Très attendu étant donné les critiques sur le manque de préparation budgétaire, le ministre des Finances, Nicolas Kazadi, a défendu les actions déjà engagées dans « l’allocation des fonds, le niveau de leur décaissement et leur utilisation dans le cadre de l’état de siège ».
Une demande de 589 millions de dollars
Son homologue au Budget a pour sa part dressé un bilan plus alarmant de la gestion financière de l’état de siège. Aimé Boji Sangara Bamanyirwe a ouvert son propos en soulignant « la faiblesse des moyens financiers » dont disposait le pays pour répondre notamment aux enjeux sécuritaires, et dénoncé le « non-respect des prescrits légaux en matière de finances publiques par différents services de sécurité ». Son ministère ne serait saisi que « par de simples lettres en mode urgence, sans détails, secret défense oblige ».
Le ministre a également insisté sur le fait que les enjeux sécuritaires dans l’Est demandaient beaucoup de moyens financiers et que cette situation avait « débouché sur des dépassements de crédits » avant de détailler les dépenses des ministères impliqués.

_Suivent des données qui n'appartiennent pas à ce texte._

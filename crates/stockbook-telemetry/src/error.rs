//! Telemetry error types.

use thiserror::Error;

#[derive(Debug, Error)]
pub enum TelemetryError {
    #[error("logging initialization failed: {0}")]
    LoggingInit(String),
}

pub type TelemetryResult<T> = Result<T, TelemetryError>;
//! Product references and availability policy.
//!
//! The engine is catalog-agnostic: a product is an opaque tagged
//! reference (kind + id) compared only by equality. Shelf life and
//! availability policy are resolved through an injected catalog
//! (see the `stockbook-catalog` crate), never by inspecting the
//! product itself.

use serde::{Deserialize, Serialize};
use std::fmt;

/// Opaque reference to a product in an external catalog.
///
/// `kind` names the catalog model (e.g. "sku", "offer"), `id` is the
/// record identifier within that model. Used as a map key throughout
/// the store.
#[derive(Debug, Clone, PartialEq, Eq, Hash, Serialize, Deserialize)]
pub struct ProductRef {
    /// Catalog model tag.
    pub kind: String,
    /// Record id within the catalog model.
    pub id: u64,
}

impl ProductRef {
    pub fn new(kind: impl Into<String>, id: u64) -> Self {
        Self {
            kind: kind.into(),
            id,
        }
    }

    /// Canonical string token (`kind:id`), used for SKU validation
    /// and log context.
    #[must_use]
    pub fn token(&self) -> String {
        format!("{}:{}", self.kind, self.id)
    }
}

impl fmt::Display for ProductRef {
    fn fmt(&self, f: &mut fmt::Formatter<'_>) -> fmt::Result {
        write!(f, "{}:{}", self.kind, self.id)
    }
}

/// Policy governing what a hold may bind to.
#[derive(Debug, Clone, Copy, PartialEq, Eq, Default, Serialize, Deserialize)]
#[serde(rename_all = "snake_case")]
pub enum AvailabilityPolicy {
    /// Holds only against physical (already-produced) stock.
    StockOnly,
    /// Holds against physical or planned stock.
    #[default]
    PlannedOk,
    /// Always accepts holds; unbacked requests become demand holds.
    DemandOk,
}

impl AvailabilityPolicy {
    /// Whether an unbacked request may be recorded as demand.
    pub fn allows_demand(&self) -> bool {
        matches!(self, Self::DemandOk)
    }
}

impl fmt::Display for AvailabilityPolicy {
    fn fmt(&self, f: &mut fmt::Formatter<'_>) -> fmt::Result {
        match self {
            Self::StockOnly => write!(f, "stock_only"),
            Self::PlannedOk => write!(f, "planned_ok"),
            Self::DemandOk => write!(f, "demand_ok"),
        }
    }
}

#[cfg(test)]
mod tests {
    use super::*;

    #[test]
    fn test_product_ref_token() {
        let p = ProductRef::new("sku", 42);
        assert_eq!(p.token(), "sku:42");
        assert_eq!(p.to_string(), "sku:42");
    }

    #[test]
    fn test_product_ref_equality() {
        assert_eq!(ProductRef::new("sku", 1), ProductRef::new("sku", 1));
        assert_ne!(ProductRef::new("sku", 1), ProductRef::new("offer", 1));
        assert_ne!(ProductRef::new("sku", 1), ProductRef::new("sku", 2));
    }

    #[test]
    fn test_policy_default_and_demand() {
        assert_eq!(AvailabilityPolicy::default(), AvailabilityPolicy::PlannedOk);
        assert!(AvailabilityPolicy::DemandOk.allows_demand());
        assert!(!AvailabilityPolicy::PlannedOk.allows_demand());
    }

    #[test]
    fn test_policy_serde_names() {
        let p: AvailabilityPolicy = serde_json::from_str("\"demand_ok\"").unwrap();
        assert_eq!(p, AvailabilityPolicy::DemandOk);
        assert_eq!(
            serde_json::to_string(&AvailabilityPolicy::StockOnly).unwrap(),
            "\"stock_only\""
        );
    }
}
//! Production backend boundary.
//!
//! The stock engine never requests production on its own; surrounding
//! orchestration does, through the `ProductionBackend` trait, when
//! demand exceeds supply. This crate defines that boundary plus a
//! mock backend for tests.

pub mod backend;
pub mod mock;

pub use backend::{
    ProductionBackend, ProductionFilter, ProductionPriority, ProductionRequest, ProductionResult,
    ProductionState, ProductionStatus,
};
pub use mock::MockProductionBackend;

Il a notamment évoqué une requête particulière de celui de la Défense.
Ce dernier a demandé un décaissement de plus de 589 millions de dollars « afin de répondre aux besoins urgents des FARDC ». Soulignant qu’il s’agissait là d’un montant « fort élevé compte tenu des faibles ressources financières » dont dispose l’État, Aimé Boji a précisé qu’un accord avait été trouvé pour une enveloppe de 33 millions de dollars.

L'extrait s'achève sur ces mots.